Which acceptance one liners are funny enough to crack down and make fun with acceptance? I can suggest the ones about acceptable and approval.

  1. Denial, anger, Bargaining, Depression, Acceptance Saturday, Sunday
  2. I couldn't accept that I was both gay and dyslexic I was in Daniel
  3. When Chuck Norris updates Windows ...Microsoft accepts his terms and conditions
  4. Why was Santa hacked? Because he accepts all the cookies.
  5. The fat acceptance movement is the only movement... without any movement
  6. I recently came into a large sum of money. Now it's all sticky and no one will accept it.
  7. Is it acceptable to dip bread into a curry? Asking for my naan.
  8. Why did the vet turn away the injured sea animal? Do not accept if seal is broken.
  9. Which branch of the military accepts toddlers? The infantry.
  10. What country does not accept cash or credit cards?

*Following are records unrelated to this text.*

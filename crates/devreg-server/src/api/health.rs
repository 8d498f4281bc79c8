//! Health check API endpoint.

use axum::routing::get;
use axum::{Json, Router};
use devreg_core::HealthResponse;

use crate::state::SharedState;

/// Creates the health router.
pub fn router() -> Router<SharedState> {
    Router::new().route("/", get(health_check))
}

/// Health check endpoint.
#[utoipa::path(
    get,
    path = "/health",
    tag = "system",
    operation_id = "healthCheck",
    summary = "Check service health",
    description = "Returns the service status and version. Use this endpoint \
        for load balancer health checks and monitoring.",
    responses(
        (status = 200, description = "Service is healthy", body = HealthResponse)
    )
)]
pub async fn health_check() -> Json<HealthResponse> {
    Json(HealthResponse::ok(env!("CARGO_PKG_VERSION")))
}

The Czech Republic
  11. What is the biggest lie in the Universe I have read and accepted the terms and conditions
  12. I accept that my son is only average at school... ...he means well.
  13. I wish our Congress was made up of vending machines So they would accept change
  14. I knew the psychic was a fraud the second she accepted my check
  15. I just accepted a senior management position on the old MacDonald farm I'm the CIEIO

Acceptance Speech Jokes

Here is a list of funny acceptance speech jokes and even better acceptance speech puns that will make you laugh with friends.

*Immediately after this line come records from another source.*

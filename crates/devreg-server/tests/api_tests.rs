//! End-to-end tests of the HTTP API over an in-memory registry.

use axum::http::{HeaderName, HeaderValue, StatusCode};
use axum_test::TestServer;
use devreg_core::{Device, Onboarded, Passport, RegistryConfig, Renovation};
use devreg_server::api::create_router;
use devreg_server::state::AppState;
use serde_json::{json, Value};

fn server() -> TestServer {
    TestServer::new(create_router(AppState::in_memory())).unwrap()
}

fn user_header(value: &str) -> (HeaderName, HeaderValue) {
    (
        HeaderName::from_static("x-user-id"),
        HeaderValue::from_str(value).unwrap(),
    )
}

async fn create_passport(
    server: &TestServer,
    prefix: &str,
    from: u64,
    to: u64,
    months: u32,
) -> Passport {
    let response = server
        .post("/api/passports")
        .json(&json!({
            "name": "Split A/C",
            "model": "SB-12",
            "serial_prefix": prefix,
            "from_serial_number": from,
            "to_serial_number": to,
            "warranty_months": months
        }))
        .await;
    response.assert_status(StatusCode::CREATED);
    response.json()
}

#[tokio::test]
async fn test_health() {
    let response = server().get("/health").await;
    response.assert_status_ok();
    let body: Value = response.json();
    assert_eq!(body["status"], "ok");
}

#[tokio::test]
async fn test_anonymous_registration_computes_warranty() {
    let server = server();
    let passport = create_passport(&server, "SB", 1, 2000, 24).await;

    let response = server
        .post("/api/devices/anonymous")
        .json(&json!({ "serial_number": "SB1500", "purchase_date": "2024-01-01" }))
        .await;
    response.assert_status(StatusCode::CREATED);
    let device: Device = response.json();
    assert_eq!(device.warranty_expiration_date.to_string(), "2026-01-01");
    assert_eq!(device.passport_id, Some(passport.id));
    assert!(device.owner.is_none());

    let fetched: Device = server.get("/api/devices/SB1500").await.json();
    assert_eq!(fetched, device);
}

#[tokio::test]
async fn test_anonymous_registration_rejects_unknown_serial() {
    let server = server();
    create_passport(&server, "SB", 1, 2000, 24).await;

    let response = server
        .post("/api/devices/anonymous")
        .json(&json!({ "serial_number": "XX1", "purchase_date": "2024-01-01" }))
        .await;
    response.assert_status(StatusCode::BAD_REQUEST);
    let body: Value = response.json();
    assert_eq!(body["error"], "INVALID_SERIAL_NUMBER");
    assert_eq!(body["message"], "Invalid serial number");
}

#[tokio::test]
async fn test_duplicate_registration_conflicts() {
    let server = server();
    create_passport(&server, "SB", 1, 2000, 24).await;
    let body = json!({ "serial_number": "SB7", "purchase_date": "2024-01-01" });

    server
        .post("/api/devices/anonymous")
        .json(&body)
        .await
        .assert_status(StatusCode::CREATED);
    let response = server.post("/api/devices/anonymous").json(&body).await;
    response.assert_status(StatusCode::CONFLICT);
    let error: Value = response.json();
    assert_eq!(error["error"], "DEVICE_ALREADY_EXISTS");
}

#[tokio::test]
async fn test_overlapping_passport_update_conflicts() {
    let server = server();
    let first = create_passport(&server, "SN-", 1, 100, 12).await;
    create_passport(&server, "SN-", 120, 200, 12).await;

    let response = server
        .patch(&format!("/api/passports/{}", first.id))
        .json(&json!({ "from_serial_number": 50, "to_serial_number": 150 }))
        .await;
    response.assert_status(StatusCode::CONFLICT);
    let body: Value = response.json();
    assert_eq!(body["error"], "SERIAL_RANGE_CONFLICT");
    assert_eq!(body["message"], "Serial number already exists");

    let unchanged: Passport = server
        .get(&format!("/api/passports/{}", first.id))
        .await
        .json();
    assert_eq!(unchanged.to_serial_number, 100);
}

#[tokio::test]
async fn test_passport_lookup_and_resolution() {
    let server = server();
    let passport = create_passport(&server, "SB", 1, 2000, 24).await;

    let resolved: Passport = server.get("/api/passports/by-serial/SB42").await.json();
    assert_eq!(resolved.id, passport.id);

    let response = server.get("/api/passports/by-serial/SB5000").await;
    response.assert_status(StatusCode::NOT_FOUND);
    let body: Value = response.json();
    assert_eq!(body["message"], "Passport not found for serial number: SB5000");

    server
        .get("/api/passports/999")
        .await
        .assert_status(StatusCode::NOT_FOUND);
}

#[tokio::test]
async fn test_referenced_passport_cannot_be_deleted() {
    let server = server();
    let used = create_passport(&server, "SB", 1, 2000, 24).await;
    let unused = create_passport(&server, "ZZ", 1, 10, 6).await;
    server
        .post("/api/devices/anonymous")
        .json(&json!({ "serial_number": "SB1", "purchase_date": "2024-01-01" }))
        .await
        .assert_status(StatusCode::CREATED);

    let response = server.delete(&format!("/api/passports/{}", used.id)).await;
    response.assert_status(StatusCode::CONFLICT);
    let body: Value = response.json();
    assert_eq!(body["message"], "Can't delete passport");

    server
        .delete(&format!("/api/passports/{}", unused.id))
        .await
        .assert_status(StatusCode::NO_CONTENT);
}

#[tokio::test]
async fn test_renovations_block_device_deletion() {
    let server = server();
    create_passport(&server, "SB", 1, 2000, 24).await;
    server
        .post("/api/devices/anonymous")
        .json(&json!({ "serial_number": "SB10", "purchase_date": "2024-01-01" }))
        .await
        .assert_status(StatusCode::CREATED);

    let response = server
        .post("/api/renovations")
        .json(&json!({
            "device_serial": "SB10",
            "description": "Changed compressor",
            "renovation_date": "2024-07-15"
        }))
        .await;
    response.assert_status(StatusCode::CREATED);
    let renovation: Renovation = response.json();
    assert_eq!(renovation.device.serial_number, "SB10");

    let history: Vec<Renovation> = server.get("/api/devices/SB10/renovations").await.json();
    assert_eq!(history.len(), 1);

    let response = server.delete("/api/devices/SB10").await;
    response.assert_status(StatusCode::CONFLICT);
    let body: Value = response.json();
    assert_eq!(body["message"], "Cannot delete device: renovations exist");
}

#[tokio::test]
async fn test_renovation_requires_registered_device() {
    let response = server()
        .post("/api/renovations")
        .json(&json!({
            "device_serial": "NOPE",
            "description": "Cleaned filters",
            "renovation_date": "2024-07-15"
        }))
        .await;
    response.assert_status(StatusCode::NOT_FOUND);
    let body: Value = response.json();
    assert_eq!(body["error"], "DEVICE_NOT_REGISTERED");
}

#[tokio::test]
async fn test_device_without_renovations_can_be_deleted() {
    let server = server();
    create_passport(&server, "SB", 1, 2000, 24).await;
    server
        .post("/api/devices/anonymous")
        .json(&json!({ "serial_number": "SB11", "purchase_date": "2024-01-01" }))
        .await
        .assert_status(StatusCode::CREATED);

    server
        .delete("/api/devices/SB11")
        .await
        .assert_status(StatusCode::NO_CONTENT);
    server
        .get("/api/devices/SB11")
        .await
        .assert_status(StatusCode::NOT_FOUND);
}

#[tokio::test]
async fn test_owned_registration_uses_caller_header() {
    let server = server();
    create_passport(&server, "SB", 1, 2000, 24).await;

    let response = server
        .post("/api/users")
        .json(&json!({ "full_name": "Maria Ivanova" }))
        .await;
    response.assert_status(StatusCode::CREATED);
    let onboarded: Onboarded = response.json();
    assert!(onboarded.device.is_none());

    let (name, value) = user_header(&onboarded.user.id.to_string());
    let response = server
        .post("/api/devices")
        .add_header(name, value)
        .json(&json!({ "serial_number": "SB20", "purchase_date": "2024-03-31" }))
        .await;
    response.assert_status(StatusCode::CREATED);
    let device: Device = response.json();
    assert_eq!(device.owner, Some(onboarded.user.id));
    assert_eq!(device.warranty_expiration_date.to_string(), "2026-03-31");
}

#[tokio::test]
async fn test_owned_registration_requires_known_user() {
    let server = server();
    create_passport(&server, "SB", 1, 2000, 24).await;
    let body = json!({ "serial_number": "SB21", "purchase_date": "2024-01-01" });

    let response = server.post("/api/devices").json(&body).await;
    response.assert_status(StatusCode::NOT_FOUND);
    let error: Value = response.json();
    assert_eq!(error["error"], "USER_NOT_FOUND");

    let (name, value) = user_header("not-a-uuid");
    server
        .post("/api/devices")
        .add_header(name, value)
        .json(&body)
        .await
        .assert_status(StatusCode::BAD_REQUEST);
}

#[tokio::test]
async fn test_onboarding_with_taken_serial_creates_no_device_owner() {
    let server = server();
    create_passport(&server, "SB", 1, 2000, 24).await;
    server
        .post("/api/devices/anonymous")
        .json(&json!({ "serial_number": "SB30", "purchase_date": "2024-01-01" }))
        .await
        .assert_status(StatusCode::CREATED);

    let response = server
        .post("/api/users")
        .json(&json!({
            "full_name": "Maria Ivanova",
            "device_serial_number": "SB30",
            "purchase_date": "2024-01-01"
        }))
        .await;
    response.assert_status(StatusCode::CONFLICT);

    let device: Device = server.get("/api/devices/SB30").await.json();
    assert!(device.owner.is_none());
}

#[tokio::test]
async fn test_update_device_recomputes_warranty() {
    let server = server();
    create_passport(&server, "SB", 1, 2000, 6).await;
    server
        .post("/api/devices/anonymous")
        .json(&json!({ "serial_number": "SB40", "purchase_date": "2024-01-01" }))
        .await
        .assert_status(StatusCode::CREATED);

    let response = server
        .patch("/api/devices/SB40")
        .json(&json!({ "purchase_date": "2024-02-01", "comment": "new receipt" }))
        .await;
    response.assert_status_ok();
    let device: Device = response.json();
    assert_eq!(device.warranty_expiration_date.to_string(), "2024-08-01");
    assert_eq!(device.comment.as_deref(), Some("new receipt"));

    server
        .patch("/api/devices/MISSING")
        .json(&json!({ "comment": "x" }))
        .await
        .assert_status(StatusCode::NOT_FOUND);
}

#[tokio::test]
async fn test_openapi_document_is_served() {
    let response = server().get("/api/openapi.json").await;
    response.assert_status_ok();
    let body: Value = response.json();
    assert_eq!(body["info"]["title"], "devreg API");
}

#[tokio::test]
async fn test_snapshot_survives_restart() {
    let dir = tempfile::tempdir().unwrap();
    let mut config = RegistryConfig::default();
    config.storage.data_dir = Some(dir.path().to_path_buf());

    let first = TestServer::new(create_router(AppState::from_config(&config).unwrap()))
        .unwrap();
    create_passport(&first, "SB", 1, 2000, 24).await;
    first
        .post("/api/devices/anonymous")
        .json(&json!({ "serial_number": "SB50", "purchase_date": "2024-01-01" }))
        .await
        .assert_status(StatusCode::CREATED);
    drop(first);

    let second = TestServer::new(create_router(AppState::from_config(&config).unwrap()))
        .unwrap();
    let device: Device = second.get("/api/devices/SB50").await.json();
    assert_eq!(device.warranty_expiration_date.to_string(), "2026-01-01");
}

  • What's 18 inches long and never gets used? Leonardo DiCaprio's acceptance speech.
  • Twitter has banned "foreign spy" as hate speech. The acceptable term is "undocumented knowledge worker."
  • My college acceptance speech: I'd like to thank Bigfoot for believing in me even though I never believed in him.
  • The acceptance speeches at this year's Acadamy Awards are expected to be very long and very, very political... ... better double down on TRUMPets in the orchestra pit.
  • Why did the rapper thank the sidewalk in their acceptance speech? It kept him off the streets...
  • Kanye's acceptance speech on the VMA's
  • Most of the Republicans didn't see Trump's acceptance speech.... Like most people, they close their eyes when they're m**...

Award Acceptance Jokes

Here is a list of funny award acceptance jokes and even better award acceptance puns that will make you laugh with friends.

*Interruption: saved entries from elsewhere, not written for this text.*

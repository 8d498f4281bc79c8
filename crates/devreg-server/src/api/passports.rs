//! Passport API endpoints.
//!
//! A passport describes one product model: its warranty duration and the
//! serial range (prefix plus inclusive number bounds) it covers.

use axum::extract::{Path, State};
use axum::http::StatusCode;
use axum::routing::{get, post};
use axum::{Json, Router};
use devreg_core::{NewPassport, Passport, PassportId, PassportPatch, RegistryError};

use crate::api::error::{ApiResult, ErrorResponse};
use crate::state::SharedState;

/// Creates the passports router.
pub fn router() -> Router<SharedState> {
    Router::new()
        .route("/", post(create_passport))
        .route(
            "/{id}",
            get(get_passport)
                .patch(update_passport)
                .delete(delete_passport),
        )
        .route("/by-serial/{serial}", get(resolve_passport))
}

/// Create a passport.
#[utoipa::path(
    post,
    path = "/api/passports",
    tag = "passports",
    operation_id = "createPassport",
    summary = "Create a passport",
    description = "Stores a new passport. The serial range must not intersect \
        any existing passport with the same prefix.",
    request_body = NewPassport,
    responses(
        (status = 201, description = "Passport created", body = Passport),
        (status = 400, description = "Invalid passport fields", body = ErrorResponse),
        (status = 409, description = "Serial range overlaps another passport", body = ErrorResponse)
    )
)]
pub async fn create_passport(
    State(state): State<SharedState>,
    Json(request): Json<NewPassport>,
) -> ApiResult<(StatusCode, Json<Passport>)> {
    let passport = state.registry.passports.create(request).await?;
    Ok((StatusCode::CREATED, Json(passport)))
}

/// Get a passport by id.
#[utoipa::path(
    get,
    path = "/api/passports/{id}",
    tag = "passports",
    operation_id = "getPassport",
    summary = "Get a passport",
    params(("id" = u64, Path, description = "Passport id")),
    responses(
        (status = 200, description = "Passport found", body = Passport),
        (status = 404, description = "No such passport", body = ErrorResponse)
    )
)]
pub async fn get_passport(
    State(state): State<SharedState>,
    Path(id): Path<u64>,
) -> ApiResult<Json<Passport>> {
    let passport = state
        .registry
        .passports
        .find_by_id(PassportId(id))
        .await?
        .ok_or(RegistryError::PassportNotFound)?;
    Ok(Json(passport))
}

/// Update a passport.
#[utoipa::path(
    patch,
    path = "/api/passports/{id}",
    tag = "passports",
    operation_id = "updatePassport",
    summary = "Update a passport",
    description = "Applies the given fields. A changed range is checked \
        against every other passport with the same prefix.",
    params(("id" = u64, Path, description = "Passport id")),
    request_body = PassportPatch,
    responses(
        (status = 200, description = "Passport updated", body = Passport),
        (status = 400, description = "Invalid passport fields", body = ErrorResponse),
        (status = 404, description = "No such passport", body = ErrorResponse),
        (status = 409, description = "Serial range overlaps another passport", body = ErrorResponse)
    )
)]
pub async fn update_passport(
    State(state): State<SharedState>,
    Path(id): Path<u64>,
    Json(patch): Json<PassportPatch>,
) -> ApiResult<Json<Passport>> {
    let passport = state
        .registry
        .passports
        .update(PassportId(id), patch)
        .await?;
    Ok(Json(passport))
}

/// Delete a passport.
#[utoipa::path(
    delete,
    path = "/api/passports/{id}",
    tag = "passports",
    operation_id = "deletePassport",
    summary = "Delete a passport",
    description = "Removes the passport. Fails while registered devices \
        still reference it.",
    params(("id" = u64, Path, description = "Passport id")),
    responses(
        (status = 204, description = "Passport deleted"),
        (status = 409, description = "Passport is still referenced", body = ErrorResponse)
    )
)]
pub async fn delete_passport(
    State(state): State<SharedState>,
    Path(id): Path<u64>,
) -> ApiResult<StatusCode> {
    state.registry.passports.delete(PassportId(id)).await?;
    Ok(StatusCode::NO_CONTENT)
}

/// Find the passport covering a serial number.
#[utoipa::path(
    get,
    path = "/api/passports/by-serial/{serial}",
    tag = "passports",
    operation_id = "resolvePassport",
    summary = "Resolve a serial number",
    params(("serial" = String, Path, description = "Device serial number", example = "SB1500")),
    responses(
        (status = 200, description = "Covering passport", body = Passport),
        (status = 400, description = "Serial matches more than one passport", body = ErrorResponse),
        (status = 404, description = "No passport covers the serial", body = ErrorResponse)
    )
)]
pub async fn resolve_passport(
    State(state): State<SharedState>,
    Path(serial): Path<String>,
) -> ApiResult<Json<Passport>> {
    let passport = state.registry.passports.resolve_by_serial(&serial).await?;
    Ok(Json(passport))
}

  • i got an award for being humble. I obviously didnt accept it.
  • Why didn't the flat-earther accept his award at the ceremony? He didn't believe in golden globes.
  • They gave the scarecrow an award for being outstanding in his field. When he accepted the honor he pointed to his parents in the crowd and said, "What can I say... Hay, it's in my jeans."
Acceptance joke, They gave the scarecrow an award for being outstanding in his field.

Acceptance Rate Jokes

Here is a list of funny acceptance rate jokes and even better acceptance rate puns that will make you laugh with friends.

  • When they didn't accept my discount, I gave my local tanning salon a low rating... It seemed a little shady to me.
  • You know you are worthless when even death rejects you People who survive fatal accidents are rejected even by the University of Death which has the highest acceptance rate of all Universities.
  • (OC) Obesity rates are rising. We just have to accept the fats.
Acceptance joke, (OC) Obesity rates are rising.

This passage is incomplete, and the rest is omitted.